** AVAILABLE DATA follows **
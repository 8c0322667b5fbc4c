use lazy_static::lazy_static;
use regex::{Captures, NoExpand, Regex};

const BLOCK_MARKER: &str = "<!-- Social Media Preview Tags -->";

lazy_static! {
    // Strip patterns consume the whitespace run in front of each tag so a
    // second injection reproduces the first result exactly.
    static ref OLD_MARKER_RE: Regex =
        Regex::new(r"(?i)[ \t\r\n]*<!--\s*Social Media Preview Tags\s*-->").unwrap();
    static ref OLD_OG_RE: Regex =
        Regex::new(r#"(?i)[ \t\r\n]*<meta\s+property="og:[^>]*>"#).unwrap();
    static ref OLD_TWITTER_RE: Regex =
        Regex::new(r#"(?i)[ \t\r\n]*<meta\s+name="twitter:[^>]*>"#).unwrap();
    static ref OLD_DESC_RE: Regex =
        Regex::new(r#"(?i)[ \t\r\n]*<meta\s+name="description"[^>]*>"#).unwrap();
    static ref HEAD_CLOSE_RE: Regex = Regex::new(r"(?i)\s*</head>").unwrap();
    static ref HEAD_OPEN_RE: Regex = Regex::new(r"(?i)<head(\s[^>]*)?>").unwrap();
    static ref TITLE_PRESENT_RE: Regex = Regex::new(r"(?i)<title[\s>]").unwrap();
}

pub struct MetaTags<'a> {
    pub title: &'a str,
    pub description: &'a str,
    pub public_url: &'a str,
    pub image_url: &'a str,
    pub image_width: u32,
    pub image_height: u32,
    pub site_name: &'a str,
}

pub fn escape_html(text: &str) -> String {
    text.replace('&', "&amp;")
        .replace('<', "&lt;")
        .replace('>', "&gt;")
        .replace('"', "&quot;")
        .replace('\'', "&#39;")
}

pub fn build_meta_block(tags: &MetaTags) -> String {
    let title = escape_html(tags.title);
    let description = escape_html(tags.description);
    let url = escape_html(tags.public_url);
    let image = escape_html(tags.image_url);
    let site_name = escape_html(tags.site_name);

    format!(
        "{marker}\n\
         <meta property=\"og:title\" content=\"{title}\">\n\
         <meta property=\"og:description\" content=\"{description}\">\n\
         <meta property=\"og:url\" content=\"{url}\">\n\
         <meta property=\"og:type\" content=\"website\">\n\
         <meta property=\"og:site_name\" content=\"{site_name}\">\n\
         <meta property=\"og:image\" content=\"{image}\">\n\
         <meta property=\"og:image:width\" content=\"{width}\">\n\
         <meta property=\"og:image:height\" content=\"{height}\">\n\
         <meta name=\"twitter:card\" content=\"summary_large_image\">\n\
         <meta name=\"twitter:title\" content=\"{title}\">\n\
         <meta name=\"twitter:description\" content=\"{description}\">\n\
         <meta name=\"twitter:image\" content=\"{image}\">\n\
         <meta name=\"description\" content=\"{description}\">",
        marker = BLOCK_MARKER,
        title = title,
        description = description,
        url = url,
        site_name = site_name,
        image = image,
        width = tags.image_width,
        height = tags.image_height,
    )
}

fn strip_existing_tags(html: &str) -> String {
    let stripped = OLD_MARKER_RE.replace_all(html, "");
    let stripped = OLD_OG_RE.replace_all(&stripped, "");
    let stripped = OLD_TWITTER_RE.replace_all(&stripped, "");
    OLD_DESC_RE.replace_all(&stripped, "").into_owned()
}

// Textual splice, not a DOM rewrite. Everything outside the matched
// regions is preserved byte-for-byte.
pub fn inject_meta_tags(html: &str, tags: &MetaTags) -> String {
    let block = build_meta_block(tags);
    let content = strip_existing_tags(html);

    let mut content = if HEAD_CLOSE_RE.is_match(&content) {
        log::trace!("Inserting meta block before closing head tag");
        HEAD_CLOSE_RE
            .replace(&content, NoExpand(&format!("\n{}\n</head>", block)))
            .into_owned()
    } else if HEAD_OPEN_RE.is_match(&content) {
        log::trace!("No closing head tag, inserting after opening head tag");
        HEAD_OPEN_RE
            .replace(&content, |caps: &Captures| {
                format!("{}\n{}", &caps[0], block)
            })
            .into_owned()
    } else {
        log::trace!("No head section, synthesizing one");
        format!("<head>\n{}\n</head>\n{}", block, content)
    };

    if !TITLE_PRESENT_RE.is_match(&content) {
        let title = escape_html(tags.title);
        content = HEAD_OPEN_RE
            .replace(&content, |caps: &Captures| {
                format!("{}\n<title>{}</title>", &caps[0], title)
            })
            .into_owned();
    }

    content
}
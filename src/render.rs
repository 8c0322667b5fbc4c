use std::io::Cursor;
use std::sync::Arc;

use image::{GenericImageView, ImageOutputFormat};
use resvg::tiny_skia;
use resvg::usvg::{self, fontdb};

use crate::error::AppError;
use crate::inject::escape_html;
use crate::wrap::{wrap_text, HeuristicMetrics, TextMeasure};

pub const CANVAS_WIDTH: u32 = 1200;
pub const CANVAS_HEIGHT: u32 = 630;

const TEXT_BUDGET: f32 = (CANVAS_WIDTH - 200) as f32;
const CENTER_X: u32 = CANVAS_WIDTH / 2;

const ICON_GLYPH: &str = "\u{1F4CB}";
const ICON_PX: f32 = 72.0;
const ICON_Y: f32 = 50.0;

const TITLE_PX: f32 = 48.0;
const TITLE_Y: f32 = 150.0;
const TITLE_LINE_HEIGHT: f32 = 60.0;

const DESC_PX: f32 = 24.0;
const DESC_Y: f32 = 300.0;
const DESC_LINE_HEIGHT: f32 = 35.0;

const WATERMARK: &str = "annotationhub.com";
const WATERMARK_PX: f32 = 18.0;
const WATERMARK_Y: f32 = 500.0;

const GRADIENT_FROM: &str = "#667eea";
const GRADIENT_TO: &str = "#764ba2";

const FONT_FAMILY: &str = "Inter, Arial, sans-serif";

const GENERATED_QUALITY: u8 = 90;
const CUSTOM_QUALITY: u8 = 95;

pub const MAX_CUSTOM_IMAGE_BYTES: u64 = 5 * 1024 * 1024;

#[derive(Debug, Clone)]
pub struct PreviewImage {
    pub bytes: Vec<u8>,
    pub width: u32,
    pub height: u32,
}

/// Glyph-advance measurement over a system sans-serif face.
pub struct FontMetrics {
    db: fontdb::Database,
    face: fontdb::ID,
}

impl FontMetrics {
    pub fn load() -> Option<Self> {
        let mut db = fontdb::Database::new();
        db.load_system_fonts();
        let query = fontdb::Query {
            families: &[
                fontdb::Family::Name("Inter"),
                fontdb::Family::Name("Arial"),
                fontdb::Family::SansSerif,
            ],
            weight: fontdb::Weight::NORMAL,
            stretch: fontdb::Stretch::Normal,
            style: fontdb::Style::Normal,
        };
        let face = db.query(&query);
        if face.is_none() {
            log::warn!("No usable sans-serif face found in the system font database");
        }
        face.map(|face| Self { db, face })
    }
}

impl TextMeasure for FontMetrics {
    fn text_width(&self, text: &str, px: f32) -> f32 {
        let measured = self
            .db
            .with_face_data(self.face, |data, index| {
                let face = ttf_parser::Face::parse(data, index).ok()?;
                let upem = f32::from(face.units_per_em());
                let units: f32 = text
                    .chars()
                    .map(|c| {
                        face.glyph_index(c)
                            .and_then(|g| face.glyph_hor_advance(g))
                            .map(f32::from)
                            .unwrap_or(upem * 0.5)
                    })
                    .sum();
                Some(units / upem * px)
            })
            .flatten();
        measured.unwrap_or_else(|| HeuristicMetrics::default().text_width(text, px))
    }
}

fn push_text_lines(
    svg: &mut String,
    lines: &[String],
    px: f32,
    y_origin: f32,
    line_height: f32,
    fill: &str,
    opacity: f32,
    weight: &str,
) {
    for (i, line) in lines.iter().enumerate() {
        if line.is_empty() {
            continue;
        }
        // svg y is the baseline; the layout constants are top origins
        let y = y_origin + i as f32 * line_height + px;
        svg.push_str(&format!(
            r#"<text x="{x}" y="{y}" text-anchor="middle" font-family="{family}" font-size="{px}" font-weight="{weight}" fill="{fill}" fill-opacity="{opacity}">{text}</text>"#,
            x = CENTER_X,
            y = y,
            family = FONT_FAMILY,
            px = px,
            weight = weight,
            fill = fill,
            opacity = opacity,
            text = escape_html(line),
        ));
    }
}

pub fn build_preview_svg(title: &str, description: &str, measure: &dyn TextMeasure) -> String {
    let mut svg = String::with_capacity(4096);
    svg.push_str(&format!(
        r#"<svg xmlns="http://www.w3.org/2000/svg" width="{w}" height="{h}" viewBox="0 0 {w} {h}">"#,
        w = CANVAS_WIDTH,
        h = CANVAS_HEIGHT,
    ));
    svg.push_str(&format!(
        r##"<defs><linearGradient id="bg" x1="0" y1="0" x2="{w}" y2="{h}" gradientUnits="userSpaceOnUse"><stop offset="0" stop-color="{from}"/><stop offset="1" stop-color="{to}"/></linearGradient></defs><rect width="{w}" height="{h}" fill="url(#bg)"/>"##,
        w = CANVAS_WIDTH,
        h = CANVAS_HEIGHT,
        from = GRADIENT_FROM,
        to = GRADIENT_TO,
    ));

    push_text_lines(
        &mut svg,
        &[ICON_GLYPH.to_string()],
        ICON_PX,
        ICON_Y,
        ICON_PX,
        "#ffffff",
        1.0,
        "normal",
    );

    let title_lines = wrap_text(title, TEXT_BUDGET, TITLE_PX, measure);
    push_text_lines(
        &mut svg,
        &title_lines,
        TITLE_PX,
        TITLE_Y,
        TITLE_LINE_HEIGHT,
        "#ffffff",
        1.0,
        "bold",
    );

    if !description.trim().is_empty() {
        let desc_lines = wrap_text(description, TEXT_BUDGET, DESC_PX, measure);
        push_text_lines(
            &mut svg,
            &desc_lines,
            DESC_PX,
            DESC_Y,
            DESC_LINE_HEIGHT,
            "#ffffff",
            0.8,
            "normal",
        );
    }

    push_text_lines(
        &mut svg,
        &[WATERMARK.to_string()],
        WATERMARK_PX,
        WATERMARK_Y,
        WATERMARK_PX,
        "#ffffff",
        0.6,
        "normal",
    );

    svg.push_str("</svg>");
    svg
}

// Synthesized mode: fixed 1200x630 composite, JPEG quality 90.
pub fn render_generated(
    title: &str,
    description: &str,
    fonts: Option<&FontMetrics>,
) -> Result<PreviewImage, AppError> {
    let heuristic = HeuristicMetrics::default();
    let measure: &dyn TextMeasure = match fonts {
        Some(f) => f,
        None => &heuristic,
    };

    log::debug!("Rendering generated preview image for title: {}", title);
    let svg = build_preview_svg(title, description, measure);

    let mut options = usvg::Options::default();
    options.fontdb = Arc::new(match fonts {
        Some(f) => f.db.clone(),
        None => fontdb::Database::new(),
    });

    let tree = usvg::Tree::from_str(&svg, &options)
        .map_err(|e| AppError::Render(format!("SVG parse error: {}", e)))?;

    let mut pixmap = tiny_skia::Pixmap::new(CANVAS_WIDTH, CANVAS_HEIGHT)
        .ok_or_else(|| AppError::Render("failed to allocate pixmap".to_string()))?;
    resvg::render(&tree, tiny_skia::Transform::default(), &mut pixmap.as_mut());

    let mut rgb = Vec::with_capacity((CANVAS_WIDTH * CANVAS_HEIGHT * 3) as usize);
    for px in pixmap.data().chunks_exact(4) {
        rgb.extend_from_slice(&px[..3]);
    }
    let buffer = image::RgbImage::from_raw(CANVAS_WIDTH, CANVAS_HEIGHT, rgb)
        .ok_or_else(|| AppError::Render("pixel buffer size mismatch".to_string()))?;

    let mut out = Cursor::new(Vec::new());
    image::DynamicImage::ImageRgb8(buffer)
        .write_to(&mut out, ImageOutputFormat::Jpeg(GENERATED_QUALITY))?;

    Ok(PreviewImage {
        bytes: out.into_inner(),
        width: CANVAS_WIDTH,
        height: CANVAS_HEIGHT,
    })
}

// Passthrough mode: re-encode at native dimensions, JPEG quality 95.
// No resizing, no overlay.
pub fn passthrough_image(bytes: &[u8]) -> Result<PreviewImage, AppError> {
    let decoded = image::load_from_memory(bytes)?;
    let width = decoded.width();
    let height = decoded.height();
    log::debug!("Re-encoding custom preview image at {}x{}", width, height);

    let mut out = Cursor::new(Vec::new());
    image::DynamicImage::ImageRgb8(decoded.to_rgb8())
        .write_to(&mut out, ImageOutputFormat::Jpeg(CUSTOM_QUALITY))?;

    Ok(PreviewImage {
        bytes: out.into_inner(),
        width,
        height,
    })
}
** End of AVAILABLE DATA **
→ HOW TO COMPLETE THIS TASK: A verbatim transcription is required: the first line of the listing, the line containing "pub fn build_meta_block(tags: &MetaTags)", and every line between them.

→ TASK OUTPUT:
repository 8c0322667b5fbc4c
use lazy_static::lazy_static;
use regex::{Captures, NoExpand, Regex};

const BLOCK_MARKER: &str = "<!-- Social Media Preview Tags -->";

lazy_static! {
    // Strip patterns consume the whitespace run in front of each tag so a
    // second injection reproduces the first result exactly.
    static ref OLD_MARKER_RE: Regex =
        Regex::new(r"(?i)[ \t\r\n]*<!--\s*Social Media Preview Tags\s*-->").unwrap();
    static ref OLD_OG_RE: Regex =
        Regex::new(r#"(?i)[ \t\r\n]*<meta\s+property="og:[^>]*>"#).unwrap();
    static ref OLD_TWITTER_RE: Regex =
        Regex::new(r#"(?i)[ \t\r\n]*<meta\s+name="twitter:[^>]*>"#).unwrap();
    static ref OLD_DESC_RE: Regex =
        Regex::new(r#"(?i)[ \t\r\n]*<meta\s+name="description"[^>]*>"#).unwrap();
    static ref HEAD_CLOSE_RE: Regex = Regex::new(r"(?i)\s*</head>").unwrap();
    static ref HEAD_OPEN_RE: Regex = Regex::new(r"(?i)<head(\s[^>]*)?>").unwrap();
    static ref TITLE_PRESENT_RE: Regex = Regex::new(r"(?i)<title[\s>]").unwrap();
}

pub struct MetaTags<'a> {
    pub title: &'a str,
    pub description: &'a str,
    pub public_url: &'a str,
    pub image_url: &'a str,
    pub image_width: u32,
    pub image_height: u32,
    pub site_name: &'a str,
}

pub fn escape_html(text: &str) -> String {
    text.replace('&', "&amp;")
        .replace('<', "&lt;")
        .replace('>', "&gt;")
        .replace('"', "&quot;")
        .replace('\'', "&#39;")
}

pub fn build_meta_block(tags: &MetaTags) -> String {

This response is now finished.